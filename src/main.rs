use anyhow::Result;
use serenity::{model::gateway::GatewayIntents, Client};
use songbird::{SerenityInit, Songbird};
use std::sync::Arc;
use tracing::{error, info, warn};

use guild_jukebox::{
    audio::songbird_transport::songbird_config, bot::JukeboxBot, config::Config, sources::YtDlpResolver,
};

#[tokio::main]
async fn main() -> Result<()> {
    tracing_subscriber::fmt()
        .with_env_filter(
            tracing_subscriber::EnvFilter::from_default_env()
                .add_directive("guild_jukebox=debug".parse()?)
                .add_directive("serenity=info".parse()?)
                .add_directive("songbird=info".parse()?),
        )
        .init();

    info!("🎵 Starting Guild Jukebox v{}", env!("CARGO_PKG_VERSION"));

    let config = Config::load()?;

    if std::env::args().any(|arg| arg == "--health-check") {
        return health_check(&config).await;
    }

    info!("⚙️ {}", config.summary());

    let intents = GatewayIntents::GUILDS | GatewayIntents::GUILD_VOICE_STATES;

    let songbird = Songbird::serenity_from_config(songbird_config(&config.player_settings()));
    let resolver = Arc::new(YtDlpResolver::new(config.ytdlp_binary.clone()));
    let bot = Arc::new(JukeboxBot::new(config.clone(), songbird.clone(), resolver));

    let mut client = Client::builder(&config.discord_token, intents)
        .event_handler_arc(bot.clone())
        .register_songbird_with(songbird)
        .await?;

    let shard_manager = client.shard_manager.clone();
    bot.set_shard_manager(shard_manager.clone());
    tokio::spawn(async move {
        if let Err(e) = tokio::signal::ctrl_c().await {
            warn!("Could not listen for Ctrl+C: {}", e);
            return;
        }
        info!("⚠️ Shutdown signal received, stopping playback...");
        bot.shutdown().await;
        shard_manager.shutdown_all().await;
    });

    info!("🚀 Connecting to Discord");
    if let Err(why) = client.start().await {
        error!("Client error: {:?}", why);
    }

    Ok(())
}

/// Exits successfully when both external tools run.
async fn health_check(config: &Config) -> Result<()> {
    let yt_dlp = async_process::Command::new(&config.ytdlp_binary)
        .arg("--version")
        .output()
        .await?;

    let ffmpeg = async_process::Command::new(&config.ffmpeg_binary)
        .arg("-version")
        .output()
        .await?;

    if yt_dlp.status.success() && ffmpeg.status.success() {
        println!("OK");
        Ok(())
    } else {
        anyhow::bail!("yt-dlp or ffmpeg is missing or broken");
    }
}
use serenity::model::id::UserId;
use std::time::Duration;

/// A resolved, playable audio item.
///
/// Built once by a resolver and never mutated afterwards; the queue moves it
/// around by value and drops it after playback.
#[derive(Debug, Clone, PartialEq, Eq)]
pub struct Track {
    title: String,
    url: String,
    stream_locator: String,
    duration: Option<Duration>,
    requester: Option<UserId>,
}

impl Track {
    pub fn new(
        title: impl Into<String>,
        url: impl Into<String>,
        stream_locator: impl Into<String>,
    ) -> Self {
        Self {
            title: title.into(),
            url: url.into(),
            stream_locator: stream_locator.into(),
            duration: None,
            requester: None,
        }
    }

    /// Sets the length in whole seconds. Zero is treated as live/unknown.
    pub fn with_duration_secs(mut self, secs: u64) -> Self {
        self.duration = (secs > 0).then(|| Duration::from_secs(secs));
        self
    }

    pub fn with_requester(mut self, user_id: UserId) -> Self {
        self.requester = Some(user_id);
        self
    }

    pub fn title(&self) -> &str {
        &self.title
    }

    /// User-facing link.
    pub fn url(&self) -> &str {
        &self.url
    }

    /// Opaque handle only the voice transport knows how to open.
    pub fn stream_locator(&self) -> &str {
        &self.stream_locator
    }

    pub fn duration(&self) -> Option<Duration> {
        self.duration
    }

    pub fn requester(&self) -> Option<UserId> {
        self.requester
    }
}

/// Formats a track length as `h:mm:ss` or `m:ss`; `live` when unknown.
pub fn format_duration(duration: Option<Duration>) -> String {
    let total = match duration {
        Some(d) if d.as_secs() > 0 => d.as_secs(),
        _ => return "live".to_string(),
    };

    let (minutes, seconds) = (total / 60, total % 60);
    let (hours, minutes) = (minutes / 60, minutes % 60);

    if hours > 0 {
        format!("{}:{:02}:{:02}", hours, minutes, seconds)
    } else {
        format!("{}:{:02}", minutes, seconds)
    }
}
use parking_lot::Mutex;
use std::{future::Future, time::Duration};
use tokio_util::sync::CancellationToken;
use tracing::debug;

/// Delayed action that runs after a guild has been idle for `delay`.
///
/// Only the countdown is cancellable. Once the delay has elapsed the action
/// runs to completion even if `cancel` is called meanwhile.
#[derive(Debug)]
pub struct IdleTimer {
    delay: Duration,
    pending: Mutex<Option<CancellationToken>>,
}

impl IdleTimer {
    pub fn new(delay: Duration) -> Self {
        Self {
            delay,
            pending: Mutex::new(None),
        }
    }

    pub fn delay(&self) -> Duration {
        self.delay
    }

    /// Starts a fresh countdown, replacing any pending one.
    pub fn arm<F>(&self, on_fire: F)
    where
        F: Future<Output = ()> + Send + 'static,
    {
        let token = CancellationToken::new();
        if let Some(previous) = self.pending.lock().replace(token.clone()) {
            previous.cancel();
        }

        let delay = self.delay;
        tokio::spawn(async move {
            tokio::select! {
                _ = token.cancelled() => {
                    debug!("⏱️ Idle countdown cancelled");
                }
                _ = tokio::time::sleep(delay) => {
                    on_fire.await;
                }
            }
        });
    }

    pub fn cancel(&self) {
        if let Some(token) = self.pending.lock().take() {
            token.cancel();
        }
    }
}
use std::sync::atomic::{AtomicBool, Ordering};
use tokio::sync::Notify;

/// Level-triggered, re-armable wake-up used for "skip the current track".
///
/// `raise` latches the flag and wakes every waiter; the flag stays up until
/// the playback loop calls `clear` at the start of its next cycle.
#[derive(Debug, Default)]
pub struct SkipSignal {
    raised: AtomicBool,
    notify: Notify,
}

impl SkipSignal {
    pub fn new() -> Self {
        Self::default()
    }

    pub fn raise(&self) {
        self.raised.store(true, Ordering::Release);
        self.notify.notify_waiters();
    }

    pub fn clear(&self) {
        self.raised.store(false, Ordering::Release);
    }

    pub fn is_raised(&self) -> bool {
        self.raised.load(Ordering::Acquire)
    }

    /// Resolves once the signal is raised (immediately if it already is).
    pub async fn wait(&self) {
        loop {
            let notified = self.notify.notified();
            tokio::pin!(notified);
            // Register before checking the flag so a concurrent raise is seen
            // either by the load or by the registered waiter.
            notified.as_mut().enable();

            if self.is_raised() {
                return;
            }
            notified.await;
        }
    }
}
:::::
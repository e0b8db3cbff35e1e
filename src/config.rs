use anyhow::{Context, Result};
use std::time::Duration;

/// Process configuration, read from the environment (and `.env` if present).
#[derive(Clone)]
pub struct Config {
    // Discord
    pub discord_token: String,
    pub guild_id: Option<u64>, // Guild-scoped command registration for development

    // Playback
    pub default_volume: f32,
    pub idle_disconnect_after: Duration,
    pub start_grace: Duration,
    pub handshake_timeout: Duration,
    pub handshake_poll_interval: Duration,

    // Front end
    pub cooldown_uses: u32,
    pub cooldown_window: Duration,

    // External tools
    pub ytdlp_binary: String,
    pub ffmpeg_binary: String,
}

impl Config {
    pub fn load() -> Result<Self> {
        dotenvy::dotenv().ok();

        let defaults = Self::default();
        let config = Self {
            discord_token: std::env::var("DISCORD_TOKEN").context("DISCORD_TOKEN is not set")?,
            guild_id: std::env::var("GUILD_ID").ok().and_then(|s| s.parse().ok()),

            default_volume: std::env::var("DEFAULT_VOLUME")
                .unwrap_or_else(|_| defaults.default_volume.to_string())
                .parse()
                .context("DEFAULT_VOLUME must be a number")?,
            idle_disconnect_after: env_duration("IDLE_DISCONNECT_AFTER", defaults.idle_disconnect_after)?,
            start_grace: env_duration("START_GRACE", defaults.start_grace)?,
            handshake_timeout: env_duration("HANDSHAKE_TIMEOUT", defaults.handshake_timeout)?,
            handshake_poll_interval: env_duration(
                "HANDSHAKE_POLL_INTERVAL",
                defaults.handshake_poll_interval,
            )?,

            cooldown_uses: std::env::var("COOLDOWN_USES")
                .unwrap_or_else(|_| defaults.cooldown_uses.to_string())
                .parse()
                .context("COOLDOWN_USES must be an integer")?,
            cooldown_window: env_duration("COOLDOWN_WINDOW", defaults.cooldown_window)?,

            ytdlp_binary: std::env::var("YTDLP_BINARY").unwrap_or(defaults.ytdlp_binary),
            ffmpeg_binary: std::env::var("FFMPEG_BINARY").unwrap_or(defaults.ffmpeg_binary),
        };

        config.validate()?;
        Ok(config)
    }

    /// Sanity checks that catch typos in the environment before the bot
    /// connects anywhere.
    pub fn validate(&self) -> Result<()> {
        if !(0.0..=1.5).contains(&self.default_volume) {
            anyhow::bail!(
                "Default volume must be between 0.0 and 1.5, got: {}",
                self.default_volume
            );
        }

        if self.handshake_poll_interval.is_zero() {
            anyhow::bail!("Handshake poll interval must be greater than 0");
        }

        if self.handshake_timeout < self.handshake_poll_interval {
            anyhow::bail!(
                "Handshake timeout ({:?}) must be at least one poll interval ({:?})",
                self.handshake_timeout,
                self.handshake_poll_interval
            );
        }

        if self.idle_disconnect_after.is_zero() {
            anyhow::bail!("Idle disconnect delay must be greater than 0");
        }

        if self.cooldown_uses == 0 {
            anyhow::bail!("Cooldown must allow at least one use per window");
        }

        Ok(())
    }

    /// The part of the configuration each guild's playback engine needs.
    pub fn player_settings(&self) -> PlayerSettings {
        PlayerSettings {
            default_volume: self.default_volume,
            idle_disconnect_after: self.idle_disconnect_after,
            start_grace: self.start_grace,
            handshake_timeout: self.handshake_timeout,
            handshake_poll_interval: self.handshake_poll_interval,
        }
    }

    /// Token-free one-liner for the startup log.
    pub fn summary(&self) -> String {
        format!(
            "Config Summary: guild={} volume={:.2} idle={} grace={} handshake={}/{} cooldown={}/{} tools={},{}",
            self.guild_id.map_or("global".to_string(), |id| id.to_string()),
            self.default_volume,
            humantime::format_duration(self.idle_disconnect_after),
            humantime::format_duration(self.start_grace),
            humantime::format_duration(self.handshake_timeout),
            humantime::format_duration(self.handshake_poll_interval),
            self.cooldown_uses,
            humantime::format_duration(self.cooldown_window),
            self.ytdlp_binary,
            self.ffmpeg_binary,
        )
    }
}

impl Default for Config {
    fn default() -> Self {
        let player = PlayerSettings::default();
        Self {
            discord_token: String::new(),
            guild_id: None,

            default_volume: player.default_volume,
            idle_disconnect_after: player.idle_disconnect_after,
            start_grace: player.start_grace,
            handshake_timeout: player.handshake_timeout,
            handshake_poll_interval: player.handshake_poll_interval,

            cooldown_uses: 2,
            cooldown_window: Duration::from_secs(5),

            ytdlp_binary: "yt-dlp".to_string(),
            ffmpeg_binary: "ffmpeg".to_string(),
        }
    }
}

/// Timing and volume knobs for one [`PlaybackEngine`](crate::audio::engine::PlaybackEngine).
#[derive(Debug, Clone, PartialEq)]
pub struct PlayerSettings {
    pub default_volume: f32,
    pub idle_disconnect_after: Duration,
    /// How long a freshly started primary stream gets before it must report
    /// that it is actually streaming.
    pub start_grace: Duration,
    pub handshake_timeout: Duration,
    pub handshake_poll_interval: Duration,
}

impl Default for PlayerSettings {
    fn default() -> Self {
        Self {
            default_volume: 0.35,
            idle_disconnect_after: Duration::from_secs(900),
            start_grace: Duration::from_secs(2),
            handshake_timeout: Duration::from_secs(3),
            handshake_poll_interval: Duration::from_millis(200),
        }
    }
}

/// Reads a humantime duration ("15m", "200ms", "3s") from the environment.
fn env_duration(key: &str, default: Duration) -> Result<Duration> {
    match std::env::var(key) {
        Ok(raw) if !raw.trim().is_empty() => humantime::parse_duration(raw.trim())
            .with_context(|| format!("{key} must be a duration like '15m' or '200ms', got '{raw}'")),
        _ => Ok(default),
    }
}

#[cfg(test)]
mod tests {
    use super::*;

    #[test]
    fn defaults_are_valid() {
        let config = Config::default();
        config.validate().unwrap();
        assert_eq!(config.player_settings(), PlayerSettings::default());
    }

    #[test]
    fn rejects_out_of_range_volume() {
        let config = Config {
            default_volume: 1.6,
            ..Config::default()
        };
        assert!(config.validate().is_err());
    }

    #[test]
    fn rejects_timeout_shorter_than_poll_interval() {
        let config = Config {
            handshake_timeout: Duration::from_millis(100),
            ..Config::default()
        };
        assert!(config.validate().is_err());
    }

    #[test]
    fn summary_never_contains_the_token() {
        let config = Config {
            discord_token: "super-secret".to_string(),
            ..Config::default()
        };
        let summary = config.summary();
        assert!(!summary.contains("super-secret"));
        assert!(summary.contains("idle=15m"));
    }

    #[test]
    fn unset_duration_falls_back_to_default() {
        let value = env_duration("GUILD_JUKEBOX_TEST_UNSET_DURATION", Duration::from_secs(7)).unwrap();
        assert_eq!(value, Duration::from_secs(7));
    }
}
:::::
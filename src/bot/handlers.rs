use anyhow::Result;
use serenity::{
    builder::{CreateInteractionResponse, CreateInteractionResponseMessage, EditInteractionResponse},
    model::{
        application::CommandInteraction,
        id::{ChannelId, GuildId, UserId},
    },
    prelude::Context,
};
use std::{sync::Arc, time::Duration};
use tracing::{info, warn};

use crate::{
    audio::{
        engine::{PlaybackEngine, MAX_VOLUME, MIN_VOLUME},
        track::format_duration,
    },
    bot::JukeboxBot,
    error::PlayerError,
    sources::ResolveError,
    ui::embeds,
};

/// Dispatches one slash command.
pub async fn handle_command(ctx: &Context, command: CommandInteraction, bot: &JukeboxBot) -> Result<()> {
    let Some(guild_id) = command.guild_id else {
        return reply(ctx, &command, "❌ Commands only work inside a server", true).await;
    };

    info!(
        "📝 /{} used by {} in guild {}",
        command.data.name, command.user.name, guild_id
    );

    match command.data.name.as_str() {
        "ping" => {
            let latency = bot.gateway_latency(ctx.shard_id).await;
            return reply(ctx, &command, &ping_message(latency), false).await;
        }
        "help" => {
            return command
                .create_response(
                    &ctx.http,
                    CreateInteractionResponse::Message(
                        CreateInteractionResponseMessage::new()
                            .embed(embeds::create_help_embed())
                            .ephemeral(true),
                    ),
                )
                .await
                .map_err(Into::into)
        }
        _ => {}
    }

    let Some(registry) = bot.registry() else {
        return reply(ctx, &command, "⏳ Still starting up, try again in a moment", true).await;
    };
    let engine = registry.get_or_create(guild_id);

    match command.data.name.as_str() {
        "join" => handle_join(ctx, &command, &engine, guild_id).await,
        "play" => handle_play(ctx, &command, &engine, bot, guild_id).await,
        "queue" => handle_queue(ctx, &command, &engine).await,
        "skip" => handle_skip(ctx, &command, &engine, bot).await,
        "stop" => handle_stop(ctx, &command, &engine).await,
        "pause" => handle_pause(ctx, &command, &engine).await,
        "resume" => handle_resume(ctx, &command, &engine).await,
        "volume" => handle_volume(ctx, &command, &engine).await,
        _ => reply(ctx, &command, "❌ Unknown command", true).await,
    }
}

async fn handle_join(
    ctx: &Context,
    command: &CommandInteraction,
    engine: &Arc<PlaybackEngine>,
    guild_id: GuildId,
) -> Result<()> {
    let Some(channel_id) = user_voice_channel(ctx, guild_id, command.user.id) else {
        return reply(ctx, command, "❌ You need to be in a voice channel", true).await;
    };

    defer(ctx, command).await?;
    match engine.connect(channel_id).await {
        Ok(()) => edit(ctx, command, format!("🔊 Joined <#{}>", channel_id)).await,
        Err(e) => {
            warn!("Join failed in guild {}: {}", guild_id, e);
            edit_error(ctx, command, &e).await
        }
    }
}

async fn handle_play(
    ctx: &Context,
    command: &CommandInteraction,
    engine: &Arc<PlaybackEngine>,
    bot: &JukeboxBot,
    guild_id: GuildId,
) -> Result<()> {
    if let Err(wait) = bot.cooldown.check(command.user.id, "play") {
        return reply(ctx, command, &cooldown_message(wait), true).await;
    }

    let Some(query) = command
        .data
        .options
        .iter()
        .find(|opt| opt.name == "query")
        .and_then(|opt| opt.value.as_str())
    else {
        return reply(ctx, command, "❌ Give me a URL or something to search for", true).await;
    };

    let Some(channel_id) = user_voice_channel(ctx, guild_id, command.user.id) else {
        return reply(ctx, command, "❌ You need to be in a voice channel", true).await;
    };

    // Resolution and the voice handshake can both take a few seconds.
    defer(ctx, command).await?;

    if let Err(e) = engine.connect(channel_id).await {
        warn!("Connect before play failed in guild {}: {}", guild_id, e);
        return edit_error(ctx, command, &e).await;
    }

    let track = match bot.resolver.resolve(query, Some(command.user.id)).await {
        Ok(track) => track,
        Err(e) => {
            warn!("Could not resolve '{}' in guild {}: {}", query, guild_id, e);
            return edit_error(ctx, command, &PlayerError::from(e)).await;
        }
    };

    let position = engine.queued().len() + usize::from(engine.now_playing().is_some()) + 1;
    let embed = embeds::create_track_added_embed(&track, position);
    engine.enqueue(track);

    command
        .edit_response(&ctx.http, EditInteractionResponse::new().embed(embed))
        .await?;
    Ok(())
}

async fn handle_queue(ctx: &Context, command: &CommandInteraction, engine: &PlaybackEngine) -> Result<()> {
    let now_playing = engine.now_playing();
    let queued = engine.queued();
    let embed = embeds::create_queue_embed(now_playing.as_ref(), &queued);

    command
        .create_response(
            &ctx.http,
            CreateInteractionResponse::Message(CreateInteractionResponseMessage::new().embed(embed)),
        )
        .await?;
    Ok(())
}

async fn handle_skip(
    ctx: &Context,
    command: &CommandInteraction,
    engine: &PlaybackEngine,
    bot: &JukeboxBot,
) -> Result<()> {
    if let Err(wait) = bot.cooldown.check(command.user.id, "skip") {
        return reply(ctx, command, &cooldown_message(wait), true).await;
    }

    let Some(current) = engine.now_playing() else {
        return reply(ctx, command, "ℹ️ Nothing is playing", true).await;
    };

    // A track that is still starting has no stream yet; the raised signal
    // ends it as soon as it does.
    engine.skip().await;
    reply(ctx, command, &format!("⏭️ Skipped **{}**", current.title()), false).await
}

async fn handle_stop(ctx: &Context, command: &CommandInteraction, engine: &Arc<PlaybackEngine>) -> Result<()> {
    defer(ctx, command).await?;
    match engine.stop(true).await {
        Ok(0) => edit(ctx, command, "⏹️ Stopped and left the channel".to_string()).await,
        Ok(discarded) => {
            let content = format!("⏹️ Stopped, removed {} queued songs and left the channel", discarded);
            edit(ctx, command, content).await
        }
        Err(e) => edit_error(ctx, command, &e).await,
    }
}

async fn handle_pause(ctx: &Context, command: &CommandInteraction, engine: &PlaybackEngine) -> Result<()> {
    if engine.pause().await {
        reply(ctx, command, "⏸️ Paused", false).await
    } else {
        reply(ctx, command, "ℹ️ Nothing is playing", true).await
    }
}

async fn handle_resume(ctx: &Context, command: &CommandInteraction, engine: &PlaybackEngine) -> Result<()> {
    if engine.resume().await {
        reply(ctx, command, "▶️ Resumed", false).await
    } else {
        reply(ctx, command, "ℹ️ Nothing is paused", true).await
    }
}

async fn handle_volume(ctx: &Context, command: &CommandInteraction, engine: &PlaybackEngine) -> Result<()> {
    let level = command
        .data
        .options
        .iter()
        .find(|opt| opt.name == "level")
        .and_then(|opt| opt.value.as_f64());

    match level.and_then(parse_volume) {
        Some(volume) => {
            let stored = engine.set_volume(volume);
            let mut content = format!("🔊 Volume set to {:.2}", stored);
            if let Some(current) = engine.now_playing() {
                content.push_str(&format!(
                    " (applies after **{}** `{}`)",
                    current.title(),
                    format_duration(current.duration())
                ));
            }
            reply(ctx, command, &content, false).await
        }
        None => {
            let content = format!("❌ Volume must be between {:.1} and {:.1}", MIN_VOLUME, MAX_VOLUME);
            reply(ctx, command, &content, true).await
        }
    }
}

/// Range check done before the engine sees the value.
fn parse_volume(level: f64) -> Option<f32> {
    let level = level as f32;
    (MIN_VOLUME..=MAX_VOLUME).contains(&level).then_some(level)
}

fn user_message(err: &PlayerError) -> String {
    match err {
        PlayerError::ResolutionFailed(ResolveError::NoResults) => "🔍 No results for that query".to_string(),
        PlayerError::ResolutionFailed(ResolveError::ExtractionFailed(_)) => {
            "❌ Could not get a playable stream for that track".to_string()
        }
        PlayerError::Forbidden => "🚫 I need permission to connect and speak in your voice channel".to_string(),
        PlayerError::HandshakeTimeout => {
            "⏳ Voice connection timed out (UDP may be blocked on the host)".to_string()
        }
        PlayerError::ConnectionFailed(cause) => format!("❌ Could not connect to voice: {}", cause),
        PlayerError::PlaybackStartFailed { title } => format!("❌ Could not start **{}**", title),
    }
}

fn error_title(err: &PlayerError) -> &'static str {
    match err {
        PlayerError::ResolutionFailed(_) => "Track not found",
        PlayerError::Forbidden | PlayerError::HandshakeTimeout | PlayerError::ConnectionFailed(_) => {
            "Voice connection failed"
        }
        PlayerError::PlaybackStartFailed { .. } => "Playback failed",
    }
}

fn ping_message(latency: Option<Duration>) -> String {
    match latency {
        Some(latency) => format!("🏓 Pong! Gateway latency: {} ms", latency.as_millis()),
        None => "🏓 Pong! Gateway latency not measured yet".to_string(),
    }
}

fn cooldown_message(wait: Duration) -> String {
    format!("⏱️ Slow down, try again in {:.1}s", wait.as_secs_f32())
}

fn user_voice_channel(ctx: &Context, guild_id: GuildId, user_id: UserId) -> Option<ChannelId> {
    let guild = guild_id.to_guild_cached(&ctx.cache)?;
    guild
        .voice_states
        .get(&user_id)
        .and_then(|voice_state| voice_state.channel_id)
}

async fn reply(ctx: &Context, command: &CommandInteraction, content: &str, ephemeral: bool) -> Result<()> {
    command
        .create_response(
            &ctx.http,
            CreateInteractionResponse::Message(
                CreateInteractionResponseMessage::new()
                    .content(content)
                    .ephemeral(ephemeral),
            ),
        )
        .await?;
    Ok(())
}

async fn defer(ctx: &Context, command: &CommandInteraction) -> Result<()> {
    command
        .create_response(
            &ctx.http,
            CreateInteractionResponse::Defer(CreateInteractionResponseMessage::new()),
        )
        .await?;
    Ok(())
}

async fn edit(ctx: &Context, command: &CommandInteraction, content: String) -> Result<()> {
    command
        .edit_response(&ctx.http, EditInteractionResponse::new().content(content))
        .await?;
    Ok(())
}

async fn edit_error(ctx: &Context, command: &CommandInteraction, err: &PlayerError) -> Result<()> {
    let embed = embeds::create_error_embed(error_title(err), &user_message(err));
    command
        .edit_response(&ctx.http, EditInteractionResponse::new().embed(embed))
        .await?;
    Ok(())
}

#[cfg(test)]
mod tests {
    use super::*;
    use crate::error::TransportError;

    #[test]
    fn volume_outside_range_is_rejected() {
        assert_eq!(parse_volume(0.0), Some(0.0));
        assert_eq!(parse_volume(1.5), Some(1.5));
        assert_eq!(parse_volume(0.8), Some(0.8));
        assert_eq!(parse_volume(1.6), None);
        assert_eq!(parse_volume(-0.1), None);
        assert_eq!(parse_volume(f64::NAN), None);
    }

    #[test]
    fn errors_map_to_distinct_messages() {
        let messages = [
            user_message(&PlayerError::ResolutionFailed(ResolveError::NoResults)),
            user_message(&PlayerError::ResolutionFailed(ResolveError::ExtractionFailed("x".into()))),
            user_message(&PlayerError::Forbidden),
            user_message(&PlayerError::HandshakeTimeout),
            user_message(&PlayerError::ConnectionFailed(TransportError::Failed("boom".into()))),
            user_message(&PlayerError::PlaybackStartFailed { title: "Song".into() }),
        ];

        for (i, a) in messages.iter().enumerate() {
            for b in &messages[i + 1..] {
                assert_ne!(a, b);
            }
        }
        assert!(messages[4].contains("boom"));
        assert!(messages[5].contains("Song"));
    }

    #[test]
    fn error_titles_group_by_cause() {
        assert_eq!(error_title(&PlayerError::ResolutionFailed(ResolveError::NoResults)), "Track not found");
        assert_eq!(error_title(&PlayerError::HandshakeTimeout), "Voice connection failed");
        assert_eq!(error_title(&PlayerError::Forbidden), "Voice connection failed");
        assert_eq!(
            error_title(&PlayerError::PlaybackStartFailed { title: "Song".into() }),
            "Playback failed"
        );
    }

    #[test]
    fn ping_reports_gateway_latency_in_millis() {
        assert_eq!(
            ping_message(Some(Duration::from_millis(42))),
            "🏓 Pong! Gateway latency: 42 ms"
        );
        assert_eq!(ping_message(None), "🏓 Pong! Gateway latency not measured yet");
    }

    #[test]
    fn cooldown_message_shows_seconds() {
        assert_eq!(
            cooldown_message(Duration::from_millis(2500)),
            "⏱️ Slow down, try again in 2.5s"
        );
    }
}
:::::
PROBLEM STATEMENT: From the data above, count the lines that contain "Release" and write only that count.

OUTPUT OF THE EXERCISE: 2